聖ヌシャン聖堂のガヴィットは、独立柱が通常の4本ではなく2本であって、これと 周囲の壁付柱(ピラスター)との間に 交差アーチを井桁状に架けて大空間を支えた 最初の実例である。井桁の中央ベイに、さらに小型の交差アーチを井桁状に架けて、その中央をスカイライトの開口にしている。その上の屋上に 6本柱のロトンダ風の屋根があるが、これは鐘楼ではない。「ロトンダ」というのは 本来は「円形建物」全般の意であるが、アルメニア建築においては 6本あるいは8本の柱で支える円堂を指し、12世紀頃から アルメニアでは この形式を鐘楼に用いるようになった。それが 造形的に きわめシンボリックな効果をもつので、18、19世紀には 古い聖堂の前面に、下階が聖堂へのポーチとなる 高いロトンダの鐘楼を増築することが盛んに行われ、インド建築における「チャトリ」のように、アルメニア聖堂のシンボルの役割を果たすようになる。屋上に建つ 小さめのロトンダは 鐘楼のこともあるが、スカイライトの屋根であったり、単なる飾りであったりすることもある。アマグの ノラ・ヴァンク の聖アストヴァツァツィン聖堂は、16本もの柱をもつ 大ロトンダの鐘楼を戴いた作例である。
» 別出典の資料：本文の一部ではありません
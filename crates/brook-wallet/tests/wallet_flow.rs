//! End-to-end wallet flows: funding, balance accounting, building in all
//! three modes, multisig account lifecycle, and conflict handling.

use brook_core::address::Network;
use brook_core::params::ConsensusParams;
use brook_core::script::OP_0;
use brook_core::types::{Hash256, OutPoint, Transaction, TxInput, TxOutput};

use brook_wallet::keys::Seed;
use brook_wallet::ledger::ConfirmationState;
use brook_wallet::wallet::Wallet;
use brook_wallet::{AccountType, BuildMode, SigningState, TxEventKind, WalletError, WalletEvent};

fn params() -> ConsensusParams {
    // Maturity off for controlled scenarios; standard dust floor.
    ConsensusParams {
        coinbase_maturity: 0,
        dust_threshold: 546,
    }
}

fn wallet() -> Wallet {
    Wallet::from_seed(Seed::from_bytes([42u8; 32]), Network::Testnet, params()).unwrap()
}

/// One external transaction paying `values` to `address`.
fn deposit_tx(address: &brook_core::address::Address, values: &[u64], salt: u8) -> Transaction {
    Transaction {
        version: 1,
        inputs: vec![TxInput::bare(OutPoint {
            txid: Hash256([salt; 32]),
            index: 0,
        })],
        outputs: values
            .iter()
            .map(|&value| TxOutput {
                value,
                script: address.script_pubkey(),
            })
            .collect(),
        lock_time: 0,
    }
}

#[test]
fn fund_then_send_walkthrough() {
    let w = wallet();
    let addr = w.next_receive_address("default").unwrap();

    // Four deposits of 50 460 drips to the same fresh receive address.
    let fund = deposit_tx(&addr, &[50_460; 4], 1);
    w.on_transaction_seen(&fund, ConfirmationState::Unconfirmed)
        .unwrap();

    let balance = w.get_balance("default").unwrap();
    assert_eq!(balance.unconfirmed, 201_840);
    assert_eq!(balance.confirmed, 0);
    assert_eq!(balance.coin_count, 4);

    // Self-send of 10 000 drips at 10 drips per byte.
    let target = w.next_receive_address("default").unwrap();
    let pending = w.send("default", &[(target, 10_000)], 10).unwrap();

    assert_eq!(pending.state, SigningState::FullySigned);
    assert_eq!(pending.tx.inputs.len(), 1);
    assert_eq!(pending.tx.outputs.len(), 2);
    assert_eq!(pending.tx.total_output_value(), Some(48_190));
    assert_eq!(pending.fee, 2_270);
    assert_eq!(pending.tx.serialized_size().unwrap(), 227);

    // Target first, change last.
    assert_eq!(pending.tx.outputs[0].value, 10_000);
    assert_eq!(pending.tx.outputs[1].value, 38_190);
    assert_eq!(pending.change, Some(38_190));

    // Only the fee left the wallet.
    let after = w.get_balance("default").unwrap();
    assert_eq!(after.unconfirmed, 199_570);
    assert_eq!(after.confirmed, 0);
}

#[test]
fn create_account_scenario() {
    let w = wallet();
    let foo = w.create_account("foo", AccountType::SingleSig).unwrap();
    assert_eq!(foo.index, 1);
    assert!(foo.initialized);

    let foo2 = w
        .create_account("foo2", AccountType::Multisig { m: 1, n: 2 })
        .unwrap();
    assert_eq!(foo2.index, 2);
    assert_eq!(foo2.m, 1);
    assert_eq!(foo2.n, 2);
    assert!(!foo2.initialized);
}

#[test]
fn templated_placeholder_is_35_bytes() {
    let w = wallet();
    let addr = w.next_receive_address("default").unwrap();
    w.on_transaction_seen(&deposit_tx(&addr, &[50_460], 1), ConfirmationState::Unconfirmed)
        .unwrap();

    let pending = w
        .create_tx("default", &[(addr, 10_000)], 10, BuildMode::Templated)
        .unwrap();

    assert_eq!(pending.state, SigningState::UnsignedTemplate);
    let script = &pending.tx.inputs[0].script;
    assert_eq!(script.len(), 35);
    assert_eq!(script[0], OP_0);
    // One zero-filled 64-byte witness slot stands in for the signature.
    assert_eq!(pending.tx.inputs[0].witness, vec![vec![0u8; 64]]);
}

#[test]
fn raw_build_has_empty_scripts() {
    let w = wallet();
    let addr = w.next_receive_address("default").unwrap();
    w.on_transaction_seen(&deposit_tx(&addr, &[50_460], 1), ConfirmationState::Unconfirmed)
        .unwrap();

    let pending = w
        .create_tx("default", &[(addr, 10_000)], 10, BuildMode::Raw)
        .unwrap();

    assert_eq!(pending.state, SigningState::UnsignedRaw);
    for input in &pending.tx.inputs {
        assert!(input.script.is_empty());
        assert!(input.witness.is_empty());
    }
}

#[test]
fn templated_and_signed_sizes_match() {
    let w = wallet();
    let addr = w.next_receive_address("default").unwrap();
    w.on_transaction_seen(&deposit_tx(&addr, &[50_460; 2], 1), ConfirmationState::Unconfirmed)
        .unwrap();

    let plan = w
        .prepare_spend("default", &[(addr.clone(), 60_000)], 10)
        .unwrap();
    let templated = w.finalize_spend(&plan, BuildMode::Templated).unwrap();
    let signed = w.finalize_spend(&plan, BuildMode::Signed).unwrap();

    assert_eq!(
        templated.tx.serialized_size().unwrap(),
        signed.tx.serialized_size().unwrap()
    );
    assert_eq!(templated.txid, signed.txid);
    assert_eq!(templated.fee, signed.fee);
}

#[test]
fn ingest_is_idempotent() {
    let w = wallet();
    let addr = w.next_receive_address("default").unwrap();
    let fund = deposit_tx(&addr, &[50_460; 4], 1);

    w.on_transaction_seen(&fund, ConfirmationState::Unconfirmed)
        .unwrap();
    let once = w.get_balance("default").unwrap();

    w.on_transaction_seen(&fund, ConfirmationState::Unconfirmed)
        .unwrap();
    let twice = w.get_balance("default").unwrap();
    assert_eq!(once, twice);
}

#[test]
fn confirmation_flow() {
    let w = wallet();
    let addr = w.next_receive_address("default").unwrap();
    let fund = deposit_tx(&addr, &[50_460], 1);
    w.on_transaction_seen(&fund, ConfirmationState::Unconfirmed)
        .unwrap();
    assert_eq!(w.get_balance("default").unwrap().confirmed, 0);

    w.on_transaction_confirmed(fund.txid().unwrap(), 100).unwrap();
    let balance = w.get_balance("default").unwrap();
    assert_eq!(balance.confirmed, 50_460);
    assert_eq!(balance.unconfirmed, 50_460);

    let detail = w.get_tx(&fund.txid().unwrap()).unwrap();
    assert_eq!(detail.state, ConfirmationState::Confirmed { height: 100 });
}

#[test]
fn coinbase_maturity_gates_spending() {
    let strict = ConsensusParams {
        coinbase_maturity: 100,
        dust_threshold: 546,
    };
    let w = Wallet::from_seed(Seed::from_bytes([7u8; 32]), Network::Testnet, strict).unwrap();
    let addr = w.next_receive_address("default").unwrap();

    let coinbase = Transaction {
        version: 1,
        inputs: vec![TxInput::bare(OutPoint::null())],
        outputs: vec![TxOutput {
            value: 5_000_000,
            script: addr.script_pubkey(),
        }],
        lock_time: 0,
    };
    w.on_transaction_seen(&coinbase, ConfirmationState::Confirmed { height: 10 })
        .unwrap();

    // Not yet mature: unspendable and excluded from confirmed.
    let balance = w.get_balance("default").unwrap();
    assert_eq!(balance.unconfirmed, 5_000_000);
    assert_eq!(balance.confirmed, 0);
    let err = w
        .create_tx("default", &[(addr.clone(), 10_000)], 10, BuildMode::Signed)
        .unwrap_err();
    assert!(matches!(err, WalletError::InsufficientFunds { .. }));

    // Push the tip past maturity.
    let marker = deposit_tx(&addr, &[1_000], 9);
    w.on_transaction_seen(&marker, ConfirmationState::Confirmed { height: 110 })
        .unwrap();
    assert_eq!(w.get_balance("default").unwrap().confirmed, 5_001_000);
    assert!(
        w.create_tx("default", &[(addr, 10_000)], 10, BuildMode::Signed)
            .is_ok()
    );
}

#[test]
fn multisig_lifecycle() {
    let w = wallet();
    w.create_account("shared", AccountType::Multisig { m: 1, n: 2 })
        .unwrap();

    // Deposits can be collected before the cosigner set is complete.
    let early = w.next_receive_address("shared").unwrap();
    w.on_transaction_seen(&deposit_tx(&early, &[50_460], 1), ConfirmationState::Unconfirmed)
        .unwrap();
    assert_eq!(w.get_balance("shared").unwrap().unconfirmed, 50_460);

    // Signing is refused while uninitialized.
    let err = w
        .send("shared", &[(early.clone(), 10_000)], 10)
        .unwrap_err();
    assert!(matches!(err, WalletError::SigningError(_)));

    // Register the missing cosigner.
    let other = Wallet::from_seed(Seed::from_bytes([9u8; 32]), Network::Testnet, params()).unwrap();
    let other_key = other.account_public_key("default").unwrap();
    let info = w.add_cosigner("shared", other_key).unwrap();
    assert!(info.initialized);

    // New receive addresses commit to the 1-of-2 program.
    let shared_addr = w.next_receive_address("shared").unwrap();
    assert_eq!(
        shared_addr.kind(),
        brook_core::address::AddressKind::ScriptHash
    );
    w.on_transaction_seen(
        &deposit_tx(&shared_addr, &[80_000], 2),
        ConfirmationState::Unconfirmed,
    )
    .unwrap();

    // A spend drawing on both the early single-sig coin and the
    // multisig coin needs only this wallet's signature for 1-of-2.
    let pending = w.send("shared", &[(shared_addr, 60_000)], 10).unwrap();
    assert_eq!(pending.state, SigningState::FullySigned);
    assert_eq!(pending.tx.inputs.len(), 2);
}

#[test]
fn stale_selection_rejected_and_retry_succeeds() {
    let w = wallet();
    let addr = w.next_receive_address("default").unwrap();
    w.on_transaction_seen(&deposit_tx(&addr, &[50_460], 1), ConfirmationState::Unconfirmed)
        .unwrap();

    let plan = w.prepare_spend("default", &[(addr.clone(), 10_000)], 10).unwrap();

    // A competing send consumes the selected coin first.
    w.send("default", &[(addr.clone(), 30_000)], 10).unwrap();

    let err = w.finalize_spend(&plan, BuildMode::Signed).unwrap_err();
    assert!(matches!(err, WalletError::StaleSelection(_)));

    // Retrying the selection funds the spend from the change coin.
    let retry = w.prepare_spend("default", &[(addr, 10_000)], 10).unwrap();
    assert!(w.finalize_spend(&retry, BuildMode::Signed).is_ok());
}

#[test]
fn invalid_fee_rate_rejected() {
    let w = wallet();
    let addr = w.next_receive_address("default").unwrap();
    w.on_transaction_seen(&deposit_tx(&addr, &[50_460], 1), ConfirmationState::Unconfirmed)
        .unwrap();

    let err = w
        .create_tx("default", &[(addr, 10_000)], 0, BuildMode::Signed)
        .unwrap_err();
    assert_eq!(err, WalletError::InvalidFeeRate(0));
}

#[test]
fn insufficient_funds_surfaced() {
    let w = wallet();
    let addr = w.next_receive_address("default").unwrap();
    w.on_transaction_seen(&deposit_tx(&addr, &[5_000], 1), ConfirmationState::Unconfirmed)
        .unwrap();

    let err = w
        .create_tx("default", &[(addr, 100_000)], 10, BuildMode::Signed)
        .unwrap_err();
    assert!(matches!(err, WalletError::InsufficientFunds { .. }));
}

#[test]
fn conflict_cascade_restores_balance() {
    let w = wallet();
    let addr = w.next_receive_address("default").unwrap();
    w.on_transaction_seen(&deposit_tx(&addr, &[50_460], 1), ConfirmationState::Unconfirmed)
        .unwrap();

    // Chain two self-spends, then conflict the first away.
    let first = w.send("default", &[(addr.clone(), 10_000)], 10).unwrap();
    let second = w.send("default", &[(addr.clone(), 5_000)], 10).unwrap();
    assert_ne!(first.txid, second.txid);

    w.on_transaction_conflict(first.txid).unwrap();
    assert!(w.get_tx(&first.txid).is_none());
    assert!(w.get_tx(&second.txid).is_none());
    assert_eq!(w.get_balance("default").unwrap().unconfirmed, 50_460);
}

#[test]
fn event_order_on_mutation() {
    let w = wallet();
    let mut rx = w.subscribe();
    let addr = w.current_receive_address("default").unwrap();

    w.on_transaction_seen(&deposit_tx(&addr, &[1_000], 1), ConfirmationState::Unconfirmed)
        .unwrap();

    let mut kinds = Vec::new();
    while let Ok(event) = rx.try_recv() {
        kinds.push(match event {
            WalletEvent::AddressExposed { .. } => "address",
            WalletEvent::BalanceChanged { .. } => "balance",
            WalletEvent::Transaction { kind, .. } => {
                assert_eq!(kind, TxEventKind::Seen);
                "tx"
            }
        });
    }
    assert_eq!(kinds, vec!["address", "balance", "tx"]);
}

#[test]
fn balance_invariant_over_mixed_feed() {
    let w = wallet();
    let addr = w.next_receive_address("default").unwrap();

    let mut txids = Vec::new();
    for i in 0..8u8 {
        let tx = deposit_tx(&addr, &[(i as u64 + 1) * 3_000], i + 1);
        txids.push(tx.txid().unwrap());
        let state = if i % 2 == 0 {
            ConfirmationState::Unconfirmed
        } else {
            ConfirmationState::Confirmed { height: i as u64 }
        };
        w.on_transaction_seen(&tx, state).unwrap();

        let balance = w.get_balance("default").unwrap();
        assert!(balance.unconfirmed >= balance.confirmed);
    }

    for (i, txid) in txids.iter().enumerate() {
        w.on_transaction_confirmed(*txid, 50 + i as u64).unwrap();
        let balance = w.get_balance("default").unwrap();
        assert!(balance.unconfirmed >= balance.confirmed);
    }

    // Everything confirmed: the totals meet.
    let balance = w.get_balance("default").unwrap();
    assert_eq!(balance.unconfirmed, balance.confirmed);
}
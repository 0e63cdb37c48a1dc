//! # brook-core
//! Foundation types for the Brook protocol: transactions and their
//! consensus encoding, scripts, addresses, keys, and chain parameters.

pub mod address;
pub mod constants;
pub mod crypto;
pub mod error;
pub mod params;
pub mod script;
pub mod types;
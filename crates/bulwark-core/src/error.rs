//! Error types for the router core.

use bulwark_proto::{NodeId, PacketType, ProtocolError};
use thiserror::Error;

/// Failure to resolve a peer's verification key.
#[derive(Debug, Error, Clone, PartialEq, Eq)]
pub enum DirectoryError {
    /// Directory holds no record for this node
    #[error("no directory record for {0}")]
    NotFound(NodeId),

    /// Record exists but claims a different address
    #[error("directory record for {requested} declares address {declared}")]
    AddressMismatch {
        /// Node we asked about
        requested: NodeId,
        /// Address in the returned record
        declared: NodeId,
    },

    /// Directory could not be queried
    #[error("key directory unavailable: {0}")]
    Unavailable(String),
}

/// Reasons a packet fails authentication.
#[derive(Debug, Error, Clone, PartialEq, Eq)]
pub enum AuthError {
    /// Non-config packet without a signature
    #[error("packet from {0} is unsigned")]
    MissingSignature(NodeId),

    /// Sequence number not strictly above the last accepted one
    #[error("stale sequence {sequence} from {node} (last accepted {last})")]
    StaleSequence {
        /// Packet source
        node: NodeId,
        /// Sequence carried by the packet
        sequence: u64,
        /// Highest sequence accepted so far
        last: u64,
    },

    /// Signature bytes are malformed or do not match
    #[error("invalid signature from {0}")]
    InvalidSignature(NodeId),

    /// Source key could not be resolved
    #[error("key resolution failed: {0}")]
    KeyResolution(#[from] DirectoryError),

    /// Packet could not be canonically encoded for hashing
    #[error("cannot hash packet: {0}")]
    Encoding(#[from] ProtocolError),
}

/// Errors from packet dispatch and packet generation.
#[derive(Debug, Error)]
pub enum RouterError {
    /// Packet failed authentication and was dropped
    #[error("authentication failure: {0}")]
    Authentication(#[from] AuthError),

    /// Packet type has no handler
    #[error("unsupported packet type {0}")]
    UnsupportedPacketType(PacketType),

    /// Wire or payload encoding problem
    #[error(transparent)]
    Protocol(#[from] ProtocolError),
}
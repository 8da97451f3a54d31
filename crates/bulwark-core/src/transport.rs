//! Transport abstraction for neighbor links.
//!
//! A link is one reliable, ordered byte stream per neighbor. Production uses
//! TCP; the simulation harness uses turmoil's simulated TCP.

use std::io;

use async_trait::async_trait;
use bulwark_proto::NodeId;
use tokio::io::{AsyncRead, AsyncWrite};

/// Listening endpoint that can also dial neighbors.
#[async_trait]
pub trait Transport: Send + Sync + 'static {
    /// Bidirectional byte stream to one peer.
    type Stream: AsyncRead + AsyncWrite + Unpin + Send + 'static;

    /// Accept an inbound link.
    ///
    /// Blocks until a peer connects and returns the stream along with the
    /// peer's node identifier (its address).
    async fn accept(&self) -> io::Result<(Self::Stream, NodeId)>;

    /// Open an outbound link to `peer` on the router port.
    async fn connect(&self, peer: &str) -> io::Result<Self::Stream>;
}
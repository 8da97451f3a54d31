//! Arbitrary bytes must never panic the frame decoder, and anything it
//! accepts must re-encode to the same frame.

#![no_main]

use bulwark_proto::Packet;
use libfuzzer_sys::fuzz_target;

fuzz_target!(|data: &[u8]| {
    if let Ok(packet) = Packet::decode(data) {
        let encoded = packet.encode().expect("decoded packet re-encodes");
        let again = Packet::decode(&encoded).expect("re-encoded frame decodes");
        assert_eq!(packet, again);
    }
});
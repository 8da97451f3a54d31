//! Protocol error types.

use thiserror::Error;

/// Result alias for wire-format operations.
pub type Result<T> = std::result::Result<T, ProtocolError>;

/// Errors raised while framing, encoding or decoding packets.
#[derive(Debug, Error, Clone, PartialEq, Eq)]
pub enum ProtocolError {
    /// Frame did not start with the expected magic bytes
    #[error("invalid frame magic: {0:#06x}")]
    InvalidMagic(u16),

    /// Frame version is not one we speak
    #[error("unsupported frame version: {0}")]
    UnsupportedVersion(u8),

    /// Declared body length exceeds the frame cap
    #[error("frame body of {size} bytes exceeds limit of {max}")]
    FrameTooLarge {
        /// Declared body size
        size: usize,
        /// Maximum accepted size
        max: usize,
    },

    /// Buffer ended before the frame did
    #[error("truncated frame: expected {expected} bytes, got {actual}")]
    Truncated {
        /// Bytes required
        expected: usize,
        /// Bytes available
        actual: usize,
    },

    /// Body is not a well-formed packet (bad CBOR, bad UTF-8, unknown type
    /// code, missing field)
    #[error("malformed packet: {0}")]
    Malformed(String),

    /// Packet could not be serialized
    #[error("failed to encode packet: {0}")]
    Encode(String),

    /// Structured payload (JSON inside `payload`) is invalid
    #[error("invalid payload: {0}")]
    InvalidPayload(String),
}
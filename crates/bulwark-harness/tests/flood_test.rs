//! Flood delivery across simulated topologies.

use std::time::Duration;

use bulwark_harness::{Scenario, Target};

const FLOOD_AT: Duration = Duration::from_secs(3);

#[test]
fn flood_crosses_a_line() {
    let result = Scenario::new("flood over line")
        .node("a")
        .node("b")
        .node("c")
        .link("a", "b")
        .link("b", "c")
        .flood("a", Target::Node("c".into()), FLOOD_AT)
        .oracle(Box::new(|world| {
            let delivered = world.delivered("c");
            assert_eq!(delivered.len(), 1, "c should receive exactly one flood");
            assert_eq!(Some(delivered[0].source.clone()), world.id("a"));
            assert_eq!(delivered[0].payload, "hello 0");

            assert!(world.delivered("a").is_empty());
            assert!(world.delivered("b").is_empty());
            Ok(())
        }))
        .run();

    assert!(result.is_ok(), "scenario should succeed: {result:?}");
}

#[test]
fn consecutive_floods_arrive_in_order() {
    let result = Scenario::new("burst over line")
        .seed(9)
        .node("a")
        .node("b")
        .node("c")
        .link("a", "b")
        .link("b", "c")
        .floods("a", Target::Node("c".into()), FLOOD_AT, 3)
        .oracle(Box::new(|world| {
            let payloads: Vec<String> =
                world.delivered("c").into_iter().map(|packet| packet.payload).collect();
            assert_eq!(payloads, vec!["hello 0", "hello 1", "hello 2"]);
            Ok(())
        }))
        .run();

    assert!(result.is_ok(), "scenario should succeed: {result:?}");
}

#[test]
fn flood_reaches_attached_host() {
    let result = Scenario::new("flood to host")
        .node("a")
        .node("b")
        .node("c")
        .host("c", "10.9.0.3")
        .link("a", "b")
        .link("b", "c")
        .flood("a", Target::Address("10.9.0.3".into()), FLOOD_AT)
        .oracle(Box::new(|world| {
            let delivered = world.delivered("c");
            assert_eq!(delivered.len(), 1);
            assert_eq!(delivered[0].destination, "10.9.0.3");
            assert!(world.delivered("b").is_empty());
            Ok(())
        }))
        .run();

    assert!(result.is_ok(), "scenario should succeed: {result:?}");
}

#[test]
fn redundant_paths_deliver_once() {
    let result = Scenario::new("diamond")
        .seed(2)
        .node("a")
        .node("b")
        .node("m")
        .node("c")
        .link("a", "b")
        .link("a", "m")
        .link("b", "c")
        .link("m", "c")
        .flood("a", Target::Node("c".into()), FLOOD_AT)
        .oracle(Box::new(|world| {
            assert_eq!(world.delivered("c").len(), 1, "second copy must be rejected as a replay");
            Ok(())
        }))
        .run();

    assert!(result.is_ok(), "scenario should succeed: {result:?}");
}

#[test]
fn flood_to_self_is_delivered_locally() {
    let result = Scenario::new("self flood")
        .node("a")
        .node("b")
        .link("a", "b")
        .flood("a", Target::Node("a".into()), FLOOD_AT)
        .oracle(Box::new(|world| {
            assert_eq!(world.delivered("a").len(), 1);
            assert!(world.delivered("b").is_empty());
            Ok(())
        }))
        .run();

    assert!(result.is_ok(), "scenario should succeed: {result:?}");
}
ガヴィットの西正面は、ポータルの周囲が豊かに飾られている。半円アーチが何重にも架けられているが、その中心となるタンパン(テインパヌム)は、ヨーロッパでは、特にロマネスク建築では、最も目だつ場所として華麗に彫刻されるのを常とするが、アルメニアでは無地のままにされることが多いのは、不思議な気がする。ここでは文字列のみが刻まれている。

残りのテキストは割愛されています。